use chrono::NaiveDate;

#[derive(Debug, thiserror::Error)]
pub enum ChallengeError {
    #[error("unknown participant {0:?}")]
    UnknownParticipant(String),
    #[error("steps must be greater than 0")]
    ZeroSteps,
    #[error("{steps} steps in one week is more than the {max} allowed")]
    TooManySteps { steps: u64, max: u64 },
    #[error("week ends ({week_end}) before it starts ({week_start})")]
    InvertedWeek {
        week_start: NaiveDate,
        week_end: NaiveDate,
    },
    #[error("{name} has no entry at index {index} ({len} entries)")]
    EntryOutOfRange {
        name: String,
        index: usize,
        len: usize,
    },
    #[error("invalid backup: {0}")]
    InvalidBackup(serde_json::Error),
    #[error("failed to serialize store: {0}")]
    Serialize(serde_json::Error),
}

----------------

Would you retype the whole listing, exactly as it reads?

use chrono::NaiveDate;

#[derive(Debug, thiserror::Error)]
pub enum ChallengeError {
    #[error("unknown participant {0:?}")]
    UnknownParticipant(String),
    #[error("steps must be greater than 0")]
    ZeroSteps,
    #[error("{steps} steps in one week is more than the {max} allowed")]
    TooManySteps { steps: u64, max: u64 },
    #[error("week ends ({week_end}) before it starts ({week_start})")]
    InvertedWeek {
        week_start: NaiveDate,
        week_end: NaiveDate,
    },
    #[error("{name} has no entry at index {index} ({len} entries)")]
    EntryOutOfRange {
        name: String,
        index: usize,
        len: usize,
    },
    #[error("invalid backup: {0}")]
    InvalidBackup(serde_json::Error),
    #[error("failed to serialize store: {0}")]
    Serialize(serde_json::Error),
}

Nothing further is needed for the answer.